McKenry a stabilizing force behind the plate

Veteran catcher has plenty of experience working alongside young hurlers

McKenry a stabilizing force behind the plate

DENVER -- Catcher Michael McKenry isn't just the Rockies' resident psychologist in shin guards. He's also an expert on what lost seasons can mean in the long run from his time with the Pirates.

With injuries paving the way for their playing time during the Pirates' 2011-12 seasons, McKenry caught pitchers like Jeff Locke, Jared Hughes, Tony Watson, Charlie Morton and Justin Wilson as they found their groove in the Majors.

After Pittsburgh lost a combined 173 games those two seasons, it all came together last year. In ending a Pirates playoff drought that dated back to 1992, all six of the aforementioned young arms proved their worth in key roles.

"In 2011 and 2012, we had a lot of injuries," said McKenry, who signed a Minor League deal with the Rockies in January. "We were fortunate to have a lot of guys step up in 2013 because they had that experience in the past."

In his first year back with the organization that drafted him nine years ago, McKenry could use a rolodex to keep track of all the arms the Rockies have run through.

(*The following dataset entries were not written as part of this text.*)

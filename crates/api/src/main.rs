use std::future::IntoFuture;
use std::net::SocketAddr;
use std::sync::Arc;
use std::time::Duration;

use folio_core::catalog::ProjectCatalog;
use folio_mail::{ContactNotifier, EmailConfig, LogNotifier, SmtpNotifier};
use tracing_subscriber::{layer::SubscriberExt, util::SubscriberInitExt};

use folio_api::config::ServerConfig;
use folio_api::router::build_app_router;
use folio_api::state::AppState;

#[tokio::main]
async fn main() {
    dotenvy::dotenv().ok();

    // --- Tracing ---
    tracing_subscriber::registry()
        .with(
            tracing_subscriber::EnvFilter::try_from_default_env()
                .unwrap_or_else(|_| "folio_api=debug,folio_mail=debug,tower_http=debug".into()),
        )
        .with(tracing_subscriber::fmt::layer())
        .init();

    // --- Configuration ---
    let config = ServerConfig::from_env();
    tracing::info!(host = %config.host, port = %config.port, "Loaded server configuration");

    // --- Project dataset ---
    let raw = std::fs::read_to_string(&config.projects_path).unwrap_or_else(|e| {
        panic!("Failed to read project dataset '{}': {e}", config.projects_path)
    });
    let catalog = ProjectCatalog::from_json(&raw).expect("Project dataset is invalid");
    tracing::info!(
        path = %config.projects_path,
        projects = catalog.len(),
        "Project dataset loaded",
    );

    // --- Contact notifier ---
    let notifier: Arc<dyn ContactNotifier> = match EmailConfig::from_env() {
        Some(email_config) => {
            tracing::info!(
                smtp_host = %email_config.smtp_host,
                inbox = %email_config.contact_inbox,
                "SMTP contact notifier enabled",
            );
            Arc::new(SmtpNotifier::new(email_config).expect("Failed to build SMTP transport"))
        }
        None => {
            tracing::warn!("SMTP_HOST not set; contact submissions will only be logged");
            Arc::new(LogNotifier)
        }
    };

    // --- App state ---
    let state = AppState {
        config: Arc::new(config.clone()),
        catalog: Arc::new(catalog),
        notifier,
    };

    let app = build_app_router(state, &config);

    // --- Start server ---
    let addr = SocketAddr::new(
        config.host.parse().expect("Invalid HOST address"),
        config.port,
    );
    tracing::info!(%addr, "Starting server");

    let listener = tokio::net::TcpListener::bind(addr)
        .await
        .expect("Failed to bind to address");

    let server = axum::serve(listener, app)
        .with_graceful_shutdown(shutdown_signal())
        .into_future();
    let drain = Duration::from_secs(config.shutdown_timeout_secs);

    // In-flight requests get `shutdown_timeout_secs` to finish once a signal
    // arrives; after that the process exits regardless. Both futures listen
    // for the same signal independently: one stops accepting connections,
    // the other starts the drain deadline.
    tokio::select! {
        result = server => result.expect("Server error"),
        () = async {
            shutdown_signal().await;
            tokio::time::sleep(drain).await;
        } => {
            tracing::warn!(timeout_secs = drain.as_secs(), "Shutdown drain timed out");
        }
    }

    tracing::info!("Graceful shutdown complete");
}

/// Wait for a termination signal to initiate graceful shutdown.
///
/// Handles both SIGINT (Ctrl-C) and SIGTERM (on Unix) so the server
/// shuts down cleanly whether stopped interactively or by a process
/// manager (e.g. systemd, Docker, Kubernetes).
async fn shutdown_signal() {
    let ctrl_c = async {
        tokio::signal::ctrl_c()
            .await
            .expect("Failed to install Ctrl-C handler");
    };

    #[cfg(unix)]
    let terminate = async {
        tokio::signal::unix::signal(tokio::signal::unix::SignalKind::terminate())
            .expect("Failed to install SIGTERM handler")
            .recv()
            .await;
    };

    #[cfg(not(unix))]
    let terminate = std::future::pending::<()>();

    tokio::select! {
        () = ctrl_c => {
            tracing::info!("Received SIGINT (Ctrl-C), starting graceful shutdown");
        }
        () = terminate => {
            tracing::info!("Received SIGTERM, starting graceful shutdown");
        }
    }
}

Splitting time with Wilin Rosario behind the plate, McKenry has seen 10 different pitchers land on the disabled list for the Rockies this season. That has forced a Major League-leading total of 15 different starters on the mound in 2014.

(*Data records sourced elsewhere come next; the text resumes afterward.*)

//! The seam between the contact endpoint and whatever delivers submissions.

use async_trait::async_trait;
use folio_core::contact::ContactSubmission;

use crate::email::EmailError;

/// Forwards a validated contact submission to its recipient.
///
/// Implementations make a single attempt; retries are not performed.
#[async_trait]
pub trait ContactNotifier: Send + Sync {
    async fn send_contact(&self, submission: &ContactSubmission) -> Result<(), EmailError>;
}

/// Notifier used when SMTP is not configured: logs the submission and
/// reports success so the form stays usable in local development.
#[derive(Debug, Default)]
pub struct LogNotifier;

#[async_trait]
impl ContactNotifier for LogNotifier {
    async fn send_contact(&self, submission: &ContactSubmission) -> Result<(), EmailError> {
        tracing::warn!(
            name = %submission.full_name(),
            email = %submission.email,
            service_type = submission.service_type.as_str(),
            message_len = submission.message.chars().count(),
            "SMTP not configured; contact submission logged only",
        );
        Ok(())
    }
}

#[cfg(test)]
mod tests {
    use folio_core::contact::validate_contact;

    use super::*;

    #[tokio::test]
    async fn log_notifier_always_succeeds() {
        let input = serde_json::json!({
            "firstName": "Jo",
            "lastName": "Doe",
            "email": "jo@x.com",
            "serviceType": "other",
            "message": "Just saying hello"
        });
        let submission = validate_contact(input.as_object().unwrap()).unwrap();
        assert!(LogNotifier.send_contact(&submission).await.is_ok());
    }
}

"You never dream that you're going to go through this many starting pitchers in a year, but it's part of the game," McKenry said. "As I've told these guys before, you can't ever take away experience. It's going to make us better down the line."

But how is it humanly possible for one catcher to learn how to handle that many delicate psyches? Well, by "keeping your mouth shut and your ears open."

"You've got to find out what makes them tick," McKenry said. "Some guys are bulldogs, you go out and slap them on the chest and say, 'Let's Go.' Other guys, you have to babysit them a little bit."

McKenry's job description has also meant analyzing seven Rockies pitchers who made their Major League debut this season.

"For a lot of young guys, it's just learning themselves," McKenry said. "Figuring out what is their strength, what is their identity, how am I going to pitch every single day, how much am I going to use the scouting report. ... At the end of the day, they've got to trust their stuff and trust what they see once the game happens and make those minor adjustments in the game."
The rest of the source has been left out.